Exercise materials →
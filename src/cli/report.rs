//! Report rendering for pipeline results
//!
//! Each result type renders in the three output formats: human-readable text
//! for the terminal, JSON for presentation front ends and scripting, and CSV
//! for spreadsheet analysis. Renderers return the text; the command layer
//! decides where it goes.

use colored::*;
use serde_json::json;
use std::fmt::Write as _;

use crate::app::services::air_quality::{AirQualityAssessment, AltitudeProfile};
use crate::app::services::record_cleaner::CleaningReport;
use crate::app::services::session::ActiveDataset;
use crate::app::services::statistics::{ChartType, ColumnSummary, SeriesPoint};
use crate::app::services::telemetry_csv_parser::ParseStats;
use crate::config::OutputFormat;
use crate::{Error, Result};

fn to_json(value: &serde_json::Value) -> Result<String> {
    serde_json::to_string_pretty(value)
        .map_err(|e| Error::serialization("Failed to render JSON report", e))
}

/// Run `write` against an in-memory CSV writer and return the text
///
/// Fields are quoted by the writer, so header names taken verbatim from the
/// input file stay one field each.
fn to_csv<F>(write: F) -> Result<String>
where
    F: FnOnce(&mut csv::Writer<Vec<u8>>) -> csv::Result<()>,
{
    let mut writer = csv::WriterBuilder::new().flexible(true).from_writer(Vec::new());
    write(&mut writer).map_err(|e| Error::io("Failed to render CSV report", e.into()))?;

    let bytes = writer
        .into_inner()
        .map_err(|e| Error::io("Failed to flush CSV report", e.into_error()))?;
    String::from_utf8(bytes)
        .map_err(|e| Error::data_validation(format!("CSV report is not valid UTF-8: {}", e)))
}

// =============================================================================
// Cleaning
// =============================================================================

/// Render a cleaning report
pub fn render_cleaning(report: &CleaningReport, format: OutputFormat) -> Result<String> {
    match format {
        OutputFormat::Human => Ok(cleaning_human(report)),
        OutputFormat::Json => to_json(&json!({ "cleaning": report })),
        OutputFormat::Csv => cleaning_csv(report),
    }
}

fn cleaning_human(report: &CleaningReport) -> String {
    let mut out = String::new();

    let _ = writeln!(out, "\n{}", "Cleaning Report".bright_green().bold());
    let _ = writeln!(out, "   • Original rows: {}", report.original_count);
    let _ = writeln!(
        out,
        "   • Cleaned rows: {}",
        report.cleaned_count.to_string().bright_white().bold()
    );
    let _ = writeln!(out, "   • Duplicates removed: {}", report.duplicates_removed());
    let _ = writeln!(out, "   • Outliers removed: {}", report.outliers_removed());
    let _ = writeln!(out, "   • Removal rate: {:.1}%", report.removal_rate());
    let _ = writeln!(
        out,
        "   • Baseline altitude: {} m ({} rows corrected)",
        report.base_altitude, report.altitude_corrected
    );

    if !report.duplicates.is_empty() {
        let _ = writeln!(out, "\n{}", "Duplicate timestamps:".bright_yellow());
        for entry in &report.duplicates {
            let _ = writeln!(
                out,
                "   row {:>6}  Tiempo_ms = {}",
                entry.row_index, entry.time_value
            );
        }
    }

    if !report.outliers.is_empty() {
        let _ = writeln!(out, "\n{}", "Out-of-range rows:".bright_yellow());
        for entry in &report.outliers {
            let _ = writeln!(out, "   row {:>6}  {}", entry.row_index, entry.reason);
        }

        let _ = writeln!(out, "\n{}", "Outliers by column:".bright_yellow());
        for (column, count) in report.outliers_by_column() {
            let _ = writeln!(out, "   • {}: {}", column, count);
        }
    }

    out
}

fn cleaning_csv(report: &CleaningReport) -> Result<String> {
    let rows = [
        ("original_rows", report.original_count.to_string()),
        ("cleaned_rows", report.cleaned_count.to_string()),
        ("duplicates_removed", report.duplicates_removed().to_string()),
        ("outliers_removed", report.outliers_removed().to_string()),
        ("base_altitude_m", report.base_altitude.to_string()),
        ("altitude_corrected", report.altitude_corrected.to_string()),
    ];

    to_csv(|writer| {
        writer.write_record(["metric", "value"])?;
        for (metric, value) in &rows {
            writer.write_record([*metric, value.as_str()])?;
        }
        Ok(())
    })
}

// =============================================================================
// Statistics
// =============================================================================

/// Render per-column statistics
pub fn render_stats(
    summaries: &[ColumnSummary],
    dataset: ActiveDataset,
    format: OutputFormat,
) -> Result<String> {
    match format {
        OutputFormat::Human => Ok(stats_human(summaries, dataset)),
        OutputFormat::Json => to_json(&json!({
            "dataset": dataset.to_string(),
            "columns": summaries,
        })),
        OutputFormat::Csv => stats_csv(summaries),
    }
}

fn stats_human(summaries: &[ColumnSummary], dataset: ActiveDataset) -> String {
    let mut out = String::new();
    let title = format!("Column Statistics ({} dataset)", dataset);
    let _ = writeln!(out, "\n{}", title.bright_green().bold());

    if summaries.is_empty() {
        let _ = writeln!(out, "   No numeric columns");
        return out;
    }

    let _ = writeln!(
        out,
        "   {:<24} {:>10} {:>12} {:>12} {:>12} {:>12} {:>12}",
        "column", "count", "min", "max", "mean", "median", "std dev"
    );
    for summary in summaries {
        let label = match &summary.unit {
            Some(unit) => format!("{} ({})", summary.column, unit),
            None => summary.column.clone(),
        };
        let stats = &summary.stats;
        let _ = writeln!(
            out,
            "   {:<24} {:>10} {:>12.3} {:>12.3} {:>12.3} {:>12.3} {:>12.3}",
            label, stats.count, stats.min, stats.max, stats.mean, stats.median, stats.std_dev
        );
    }
    out
}

fn stats_csv(summaries: &[ColumnSummary]) -> Result<String> {
    to_csv(|writer| {
        writer.write_record([
            "column", "unit", "count", "min", "max", "mean", "median", "std_dev",
        ])?;
        for summary in summaries {
            let stats = &summary.stats;
            writer.write_record([
                summary.column.clone(),
                summary.unit.clone().unwrap_or_default(),
                stats.count.to_string(),
                stats.min.to_string(),
                stats.max.to_string(),
                stats.mean.to_string(),
                stats.median.to_string(),
                stats.std_dev.to_string(),
            ])?;
        }
        Ok(())
    })
}

// =============================================================================
// Air quality
// =============================================================================

/// Render an air-quality assessment
pub fn render_air_quality(
    assessment: &AirQualityAssessment,
    format: OutputFormat,
) -> Result<String> {
    match format {
        OutputFormat::Human => Ok(air_quality_human(assessment)),
        OutputFormat::Json => to_json(&json!({ "airQuality": assessment })),
        OutputFormat::Csv => air_quality_csv(assessment),
    }
}

fn air_quality_human(assessment: &AirQualityAssessment) -> String {
    let mut out = String::new();
    let classification = &assessment.classification;

    let _ = writeln!(out, "\n{}", "Air Quality".bright_green().bold());
    for (tier, values) in classification.iter() {
        let (low, high) = tier.range();
        let range = match high {
            Some(high) => format!("[{}, {}) kΩ", low, high),
            None => format!("≥ {} kΩ", low),
        };
        let _ = writeln!(
            out,
            "   • {:<10} {:<16} {:>6} ({:.1}%)",
            tier.label(),
            range,
            values.len(),
            classification.percentage(tier)
        );
    }

    match &assessment.summary {
        Some(summary) => {
            let _ = writeln!(
                out,
                "\n   Predominant tier: {}",
                summary.predominant_tier.label().bright_white().bold()
            );
            let _ = writeln!(
                out,
                "   Resistance mean {:.2} kΩ, min {:.2} kΩ, max {:.2} kΩ over {} readings",
                summary.mean, summary.min, summary.max, summary.sample_count
            );
        }
        None => {
            let _ = writeln!(out, "\n   No classifiable resistance readings");
        }
    }

    let _ = writeln!(
        out,
        "\n{} (interval: {})",
        "Altitude profile".bright_green(),
        assessment.interval
    );
    match &assessment.profile {
        AltitudeProfile::Raw(points) => {
            let _ = writeln!(out, "   {} points", points.len());
        }
        AltitudeProfile::Bucketed(buckets) => {
            for bucket in buckets {
                let _ = writeln!(
                    out,
                    "   band {:>9.1} m  mean altitude {:>9.1} m  resistance {:>9.2} kΩ  ({} rows)",
                    bucket.band_start, bucket.altitude, bucket.resistance, bucket.count
                );
            }
        }
    }

    out
}

fn air_quality_csv(assessment: &AirQualityAssessment) -> Result<String> {
    let classification = &assessment.classification;
    to_csv(|writer| {
        writer.write_record(["tier", "min_kohm", "max_kohm", "count", "percentage"])?;
        for (tier, values) in classification.iter() {
            let (low, high) = tier.range();
            writer.write_record([
                tier.key().to_string(),
                low.to_string(),
                high.map(|h| h.to_string()).unwrap_or_default(),
                values.len().to_string(),
                format!("{:.2}", classification.percentage(tier)),
            ])?;
        }
        Ok(())
    })
}

// =============================================================================
// Series
// =============================================================================

/// Render an axis-pair series
pub fn render_series(
    points: &[SeriesPoint],
    x_column: &str,
    y_column: &str,
    chart: ChartType,
    format: OutputFormat,
) -> Result<String> {
    match format {
        OutputFormat::Json => to_json(&json!({
            "chart": chart,
            "x": x_column,
            "y": y_column,
            "points": points,
        })),
        OutputFormat::Human | OutputFormat::Csv => to_csv(|writer| {
            writer.write_record([x_column, y_column])?;
            for point in points {
                writer.write_record([point.x.to_string(), point.y.to_string()])?;
            }
            Ok(())
        }),
    }
}

// =============================================================================
// Combined report
// =============================================================================

/// Everything the `report` command prints
#[derive(Debug)]
pub struct FullReport<'a> {
    pub source: String,
    pub headers: &'a [String],
    pub parse_stats: Option<&'a ParseStats>,
    pub cleaning: &'a CleaningReport,
    pub stats: &'a [ColumnSummary],
    /// `None` when the file carries no resistance column
    pub air_quality: Option<&'a AirQualityAssessment>,
}

/// Render the combined report
pub fn render_full_report(report: &FullReport<'_>, format: OutputFormat) -> Result<String> {
    match format {
        OutputFormat::Json => to_json(&json!({
            "source": report.source,
            "headers": report.headers,
            "parse": report.parse_stats,
            "cleaning": report.cleaning,
            "statistics": report.stats,
            "airQuality": report.air_quality,
        })),
        OutputFormat::Human => {
            let mut out = format!(
                "{} {}\n",
                "Telemetry report:".bright_green().bold(),
                report.source
            );
            if let Some(parse_stats) = report.parse_stats {
                let _ = writeln!(
                    out,
                    "   {} rows parsed from {} records ({} columns, {} warnings)",
                    parse_stats.rows_parsed,
                    parse_stats.total_records,
                    report.headers.len(),
                    parse_stats.warnings.len()
                );
            }
            out.push_str(&cleaning_human(report.cleaning));
            out.push_str(&stats_human(report.stats, ActiveDataset::Cleaned));
            match report.air_quality {
                Some(assessment) => out.push_str(&air_quality_human(assessment)),
                None => {
                    let notice = "Air quality: no resistance column".bright_yellow();
                    let _ = writeln!(out, "\n{}", notice);
                }
            }
            Ok(out)
        }
        OutputFormat::Csv => {
            let mut out = cleaning_csv(report.cleaning)?;
            out.push('\n');
            out.push_str(&stats_csv(report.stats)?);
            if let Some(assessment) = report.air_quality {
                out.push('\n');
                out.push_str(&air_quality_csv(assessment)?);
            }
            Ok(out)
        }
    }
}
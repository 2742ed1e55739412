//! Owned pipeline session
//!
//! A session holds at most one `original` dataset (read-only once loaded) and
//! at most one `cleaned` dataset (rebuilt wholesale each time cleaning runs),
//! plus a selector naming which of the two downstream operations read.
//! Switching the selector never copies or touches either snapshot.

use std::path::Path;
use tracing::info;

use crate::app::models::Dataset;
use crate::app::services::air_quality::{
    AirQualityAssessment, AltitudeProfile, IntervalSpec, aggregate_by_altitude, assess,
};
use crate::app::services::record_cleaner::{CleaningReport, RecordCleaner};
use crate::app::services::statistics::{
    ColumnSummary, SeriesPoint, describe_dataset, extract_series,
};
use crate::app::services::telemetry_csv_parser::{ParseResult, ParseStats, TelemetryCsvParser};
use crate::config::CleaningConfig;
use crate::{Error, Result};

/// Which dataset snapshot downstream operations consume
#[derive(Debug, Clone, Copy, PartialEq, Eq, Default, clap::ValueEnum)]
pub enum ActiveDataset {
    /// The dataset as parsed from the file
    #[default]
    Original,
    /// The output of the most recent cleaning run
    Cleaned,
}

impl std::fmt::Display for ActiveDataset {
    fn fmt(&self, f: &mut std::fmt::Formatter<'_>) -> std::fmt::Result {
        match self {
            ActiveDataset::Original => f.write_str("original"),
            ActiveDataset::Cleaned => f.write_str("cleaned"),
        }
    }
}

/// Session state for one telemetry file
#[derive(Debug, Default)]
pub struct TelemetrySession {
    parser: TelemetryCsvParser,
    cleaning: CleaningConfig,
    original: Option<Dataset>,
    cleaned: Option<Dataset>,
    last_report: Option<CleaningReport>,
    parse_stats: Option<ParseStats>,
    active: ActiveDataset,
}

impl TelemetrySession {
    /// Create an empty session
    pub fn new(cleaning: CleaningConfig) -> Self {
        Self {
            cleaning,
            ..Self::default()
        }
    }

    /// Use a custom parser (e.g. a different delimiter)
    pub fn with_parser(mut self, parser: TelemetryCsvParser) -> Self {
        self.parser = parser;
        self
    }

    /// Load a telemetry file as the new `original` dataset
    ///
    /// Any previous cleaned dataset and report are discarded and the
    /// selection returns to `original`. On failure the session is unchanged.
    pub async fn load(&mut self, file_path: &Path) -> Result<&ParseStats> {
        let result = self.parser.load_file(file_path).await?;
        Ok(self.install(result))
    }

    /// Install an already-parsed dataset as the new `original`
    pub fn load_dataset(&mut self, dataset: Dataset) {
        self.reset(dataset);
        self.parse_stats = None;
    }

    fn install(&mut self, result: ParseResult) -> &ParseStats {
        self.reset(result.dataset);
        self.parse_stats.insert(result.stats)
    }

    fn reset(&mut self, dataset: Dataset) {
        info!(
            "Session loaded {} rows, {} columns",
            dataset.len(),
            dataset.headers().len()
        );
        self.original = Some(dataset);
        self.cleaned = None;
        self.last_report = None;
        self.active = ActiveDataset::Original;
    }

    /// Clean the `original` dataset against a baseline altitude
    ///
    /// Rebuilds `cleaned` from scratch and selects it. Fails with
    /// `InputMissing` when nothing has been loaded.
    pub fn clean(&mut self, base_altitude: f64) -> Result<&CleaningReport> {
        let original = self
            .original
            .as_ref()
            .ok_or_else(|| Error::input_missing("clean", "no original dataset has been loaded"))?;

        let cleaner = RecordCleaner::new(CleaningConfig {
            base_altitude,
            ..self.cleaning.clone()
        });
        let result = cleaner.clean(original);

        self.cleaned = Some(result.dataset);
        self.active = ActiveDataset::Cleaned;
        Ok(&*self.last_report.insert(result.report))
    }

    /// Clean with the configured baseline altitude
    pub fn clean_default(&mut self) -> Result<&CleaningReport> {
        self.clean(self.cleaning.base_altitude)
    }

    /// Select which snapshot downstream operations read
    pub fn select(&mut self, active: ActiveDataset) -> Result<()> {
        let available = match active {
            ActiveDataset::Original => self.original.is_some(),
            ActiveDataset::Cleaned => self.cleaned.is_some(),
        };
        if !available {
            return Err(Error::input_missing(
                format!("select {}", active),
                format!("no {} dataset exists", active),
            ));
        }
        self.active = active;
        Ok(())
    }

    pub fn active(&self) -> ActiveDataset {
        self.active
    }

    pub fn original(&self) -> Option<&Dataset> {
        self.original.as_ref()
    }

    pub fn cleaned(&self) -> Option<&Dataset> {
        self.cleaned.as_ref()
    }

    /// Report from the most recent cleaning run
    pub fn last_report(&self) -> Option<&CleaningReport> {
        self.last_report.as_ref()
    }

    /// Statistics from the most recent file load
    pub fn parse_stats(&self) -> Option<&ParseStats> {
        self.parse_stats.as_ref()
    }

    /// The currently selected dataset
    pub fn current(&self) -> Result<&Dataset> {
        let dataset = match self.active {
            ActiveDataset::Original => self.original.as_ref(),
            ActiveDataset::Cleaned => self.cleaned.as_ref(),
        };
        dataset.ok_or_else(|| {
            Error::input_missing(
                "read current dataset",
                format!("no {} dataset exists", self.active),
            )
        })
    }

    /// Column headers of the current dataset
    pub fn headers(&self) -> Result<&[String]> {
        Ok(self.current()?.headers())
    }

    /// Descriptive statistics for every numeric column of the current dataset
    pub fn describe(&self) -> Result<Vec<ColumnSummary>> {
        Ok(describe_dataset(self.current()?))
    }

    /// Air-quality classification, summary and altitude profile
    pub fn classify(&self, interval: IntervalSpec) -> Result<AirQualityAssessment> {
        assess(self.current()?, interval)
    }

    /// Resistance against altitude for the current dataset
    pub fn aggregate(&self, interval: IntervalSpec) -> Result<AltitudeProfile> {
        aggregate_by_altitude(self.current()?, interval)
    }

    /// Numeric pairs for an ad-hoc chart
    pub fn series(&self, x_column: &str, y_column: &str) -> Result<Vec<SeriesPoint>> {
        extract_series(self.current()?, x_column, y_column)
    }
}

#[cfg(test)]
mod tests {
    use super::*;
    use crate::constants::columns;

    fn scenario_dataset() -> Dataset {
        Dataset::from_records(
            &[columns::TIME_MS, columns::TEMPERATURE, columns::RESISTANCE, columns::ALTITUDE],
            &[
                &["0", "20", "350", "571"],
                &["100", "21", "250", "600"],
                &["100", "21", "250", "600"],
                &["200", "999", "150", "620"],
            ],
        )
    }

    #[test]
    fn test_clean_before_load_is_input_missing() {
        let mut session = TelemetrySession::default();

        let err = session.clean(571.0).unwrap_err();
        assert!(matches!(err, Error::InputMissing { .. }));
        assert!(!err.is_fatal());
        assert!(session.last_report().is_none());
        assert!(session.current().is_err());
    }

    #[test]
    fn test_clean_selects_cleaned_and_keeps_original() {
        let mut session = TelemetrySession::default();
        session.load_dataset(scenario_dataset());

        let report = session.clean(571.0).unwrap();
        assert_eq!(report.cleaned_count, 2);

        assert_eq!(session.active(), ActiveDataset::Cleaned);
        assert_eq!(session.current().unwrap().len(), 2);
        assert_eq!(session.original().unwrap().len(), 4);
        assert_eq!(session.original().unwrap().rows()[1].get(columns::ALTITUDE), Some("600"));
        assert_eq!(session.cleaned().unwrap().rows()[1].get(columns::ALTITUDE), Some("29"));
    }

    #[test]
    fn test_select_switches_without_copying() {
        let mut session = TelemetrySession::default();
        session.load_dataset(scenario_dataset());

        assert!(matches!(
            session.select(ActiveDataset::Cleaned),
            Err(Error::InputMissing { .. })
        ));
        assert_eq!(session.active(), ActiveDataset::Original);

        session.clean(571.0).unwrap();
        session.select(ActiveDataset::Original).unwrap();
        assert_eq!(session.current().unwrap().len(), 4);

        session.select(ActiveDataset::Cleaned).unwrap();
        assert_eq!(session.current().unwrap().len(), 2);
    }

    #[test]
    fn test_recleaning_rebuilds_from_original() {
        let mut session = TelemetrySession::default();
        session.load_dataset(scenario_dataset());

        session.clean(571.0).unwrap();
        session.clean(500.0).unwrap();

        let cleaned = session.cleaned().unwrap();
        assert_eq!(cleaned.rows()[1].get(columns::ALTITUDE), Some("100"));
        assert_eq!(session.last_report().unwrap().base_altitude, 500.0);
    }

    #[test]
    fn test_reload_discards_cleaned() {
        let mut session = TelemetrySession::default();
        session.load_dataset(scenario_dataset());
        session.clean(571.0).unwrap();

        session.load_dataset(scenario_dataset());
        assert!(session.cleaned().is_none());
        assert!(session.last_report().is_none());
        assert_eq!(session.active(), ActiveDataset::Original);
    }

    #[test]
    fn test_downstream_operations_follow_selection() {
        let mut session = TelemetrySession::default();
        session.load_dataset(scenario_dataset());

        let original = session.classify(IntervalSpec::All).unwrap();
        assert_eq!(original.classification.total(), 4);

        session.clean(571.0).unwrap();
        let cleaned = session.classify(IntervalSpec::All).unwrap();
        assert_eq!(cleaned.classification.total(), 2);

        let stats = session.describe().unwrap();
        assert!(stats.iter().any(|summary| summary.column == columns::ALTITUDE));
        assert_eq!(session.series(columns::TIME_MS, columns::ALTITUDE).unwrap().len(), 2);
    }
}
//! Air-quality classification from gas-sensor resistance
//!
//! Resistance readings (kΩ) are partitioned into five fixed tiers, summarised,
//! and laid out against altitude for the resistance profile chart.
//!
//! # Architecture
//!
//! - [`classifier`] - Quality tiers and the resistance partition
//! - [`summary`] - Mean, range and predominant tier
//! - [`aggregation`] - Altitude pairing and band averaging
//! - [`assessment`] - All of the above for one dataset
//!
//! # Example Usage
//!
//! ```rust
//! use telemetry_processor::app::services::air_quality::{QualityTier, classify, summarize};
//!
//! let readings = [350.0, 250.0, 150.0, 75.0, 10.0];
//! let classification = classify(&readings);
//! let summary = summarize(&classification, &readings).unwrap();
//!
//! assert_eq!(classification.count(QualityTier::Poor), 1);
//! assert_eq!(summary.predominant_tier, QualityTier::Excellent);
//! ```

pub mod aggregation;
pub mod assessment;
pub mod classifier;
pub mod summary;

#[cfg(test)]
pub mod tests;

// Re-export main types for easy access
pub use aggregation::{
    AltitudeBucket, AltitudePoint, AltitudeProfile, IntervalSpec, aggregate_by_altitude,
};
pub use assessment::{AirQualityAssessment, assess};
pub use classifier::{QualityClassification, QualityTier, classify};
pub use summary::{AirQualitySummary, summarize};
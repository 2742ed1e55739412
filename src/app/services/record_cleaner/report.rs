//! Cleaning report and result structures for the record cleaning pipeline
//!
//! This module provides the audit trail of what each cleaning stage removed,
//! together with summary counts for downstream presentation.

use crate::app::models::Dataset;
use serde::{Deserialize, Serialize};
use std::collections::BTreeMap;

/// A row dropped because its timestamp was already seen
#[derive(Debug, Clone, PartialEq, Serialize, Deserialize)]
pub struct DuplicateEntry {
    /// Position of the row in the original dataset
    pub row_index: usize,
    /// Raw time value shared with an earlier row
    pub time_value: String,
}

/// A row dropped because a sensor column was outside its physical range
#[derive(Debug, Clone, PartialEq, Serialize, Deserialize)]
pub struct OutlierEntry {
    /// Position of the row in the original dataset
    pub row_index: usize,
    /// First column that violated its bound
    pub column: String,
    /// Offending raw value
    pub value: String,
    /// Lower bound of the violated range
    pub min: f64,
    /// Upper bound of the violated range
    pub max: f64,
    /// Human-readable explanation
    pub reason: String,
}

/// Record of everything the cleaning pipeline removed or altered
#[derive(Debug, Clone, PartialEq, Serialize, Deserialize)]
pub struct CleaningReport {
    /// Duplicate removals in original row order
    pub duplicates: Vec<DuplicateEntry>,
    /// Outlier removals in original row order
    pub outliers: Vec<OutlierEntry>,
    /// Number of rows before cleaning
    pub original_count: usize,
    /// Number of rows after cleaning
    pub cleaned_count: usize,
    /// Baseline altitude subtracted from retained rows
    pub base_altitude: f64,
    /// Number of retained rows whose altitude was corrected
    pub altitude_corrected: usize,
}

impl CleaningReport {
    /// Create an empty report for a dataset of the given size
    pub fn new(original_count: usize, base_altitude: f64) -> Self {
        Self {
            duplicates: Vec::new(),
            outliers: Vec::new(),
            original_count,
            cleaned_count: original_count,
            base_altitude,
            altitude_corrected: 0,
        }
    }

    pub fn duplicates_removed(&self) -> usize {
        self.duplicates.len()
    }

    pub fn outliers_removed(&self) -> usize {
        self.outliers.len()
    }

    /// Total rows removed by all stages
    pub fn total_removed(&self) -> usize {
        self.duplicates_removed() + self.outliers_removed()
    }

    /// Check that every original row is either kept or removed exactly once
    pub fn is_consistent(&self) -> bool {
        self.cleaned_count + self.total_removed() == self.original_count
    }

    /// Percentage of original rows removed
    pub fn removal_rate(&self) -> f64 {
        if self.original_count == 0 {
            0.0
        } else {
            (self.total_removed() as f64 / self.original_count as f64) * 100.0
        }
    }

    /// Outlier counts per violating column
    pub fn outliers_by_column(&self) -> BTreeMap<String, usize> {
        let mut counts = BTreeMap::new();
        for outlier in &self.outliers {
            *counts.entry(outlier.column.clone()).or_insert(0) += 1;
        }
        counts
    }

    /// Get summary of the cleaning run
    pub fn summary(&self) -> String {
        format!(
            "Cleaning Summary: {} -> {} rows ({:.1}% removed) | \
             Duplicates: {} | Outliers: {} | Baseline altitude: {} m",
            self.original_count,
            self.cleaned_count,
            self.removal_rate(),
            self.duplicates_removed(),
            self.outliers_removed(),
            self.base_altitude
        )
    }
}

/// Result of a cleaning run
#[derive(Debug, Clone)]
pub struct CleaningResult {
    /// Filtered and altitude-corrected dataset
    pub dataset: Dataset,
    /// What was removed and why
    pub report: CleaningReport,
}

impl CleaningResult {
    pub fn new(dataset: Dataset, report: CleaningReport) -> Self {
        Self { dataset, report }
    }

    /// Get summary string for logging
    pub fn summary(&self) -> String {
        self.report.summary()
    }
}
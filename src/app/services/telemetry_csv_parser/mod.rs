//! CSV parser for probe telemetry files
//!
//! This module turns raw telemetry CSV into a [`Dataset`](crate::app::models::Dataset).
//! The parser is deliberately tolerant: cells are kept as raw text, rows with
//! missing or surplus fields are retained with a warning, and numeric coercion
//! is deferred to the consumers. Only structural failures (unreadable input,
//! invalid UTF-8, no header row) abort ingestion.
//!
//! ## Architecture
//!
//! - [`parser`] - Reader configuration, header handling and row construction
//! - [`stats`] - Parsing statistics and result structures
//! - [`writer`] - CSV export of a (cleaned) dataset
//!
//! ## Usage
//!
//! ```rust,no_run
//! use telemetry_processor::app::services::telemetry_csv_parser::TelemetryCsvParser;
//!
//! # async fn example() -> telemetry_processor::Result<()> {
//! let parser = TelemetryCsvParser::new();
//! let result = parser.load_file(std::path::Path::new("flight.csv")).await?;
//!
//! println!("Parsed {} rows with {} warnings",
//!          result.dataset.len(),
//!          result.stats.warnings.len());
//! # Ok(())
//! # }
//! ```

pub mod parser;
pub mod stats;
pub mod writer;

#[cfg(test)]
pub mod tests;

// Re-export main types for easy access
pub use parser::TelemetryCsvParser;
pub use stats::{ParseResult, ParseStats};
pub use writer::{write_dataset, write_dataset_to};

Instructions for the task → Set the lines down exactly, from the first line of the records to the line where "use crate::app::services::session::ActiveDataset;" appears, with both ends kept.

Result →
filename src/cli/report.rs
//! Report rendering for pipeline results
//!
//! Each result type renders in the three output formats: human-readable text
//! for the terminal, JSON for presentation front ends and scripting, and CSV
//! for spreadsheet analysis. Renderers return the text; the command layer
//! decides where it goes.

use colored::*;
use serde_json::json;
use std::fmt::Write as _;

use crate::app::services::air_quality::{AirQualityAssessment, AltitudeProfile};
use crate::app::services::record_cleaner::CleaningReport;
use crate::app::services::session::ActiveDataset;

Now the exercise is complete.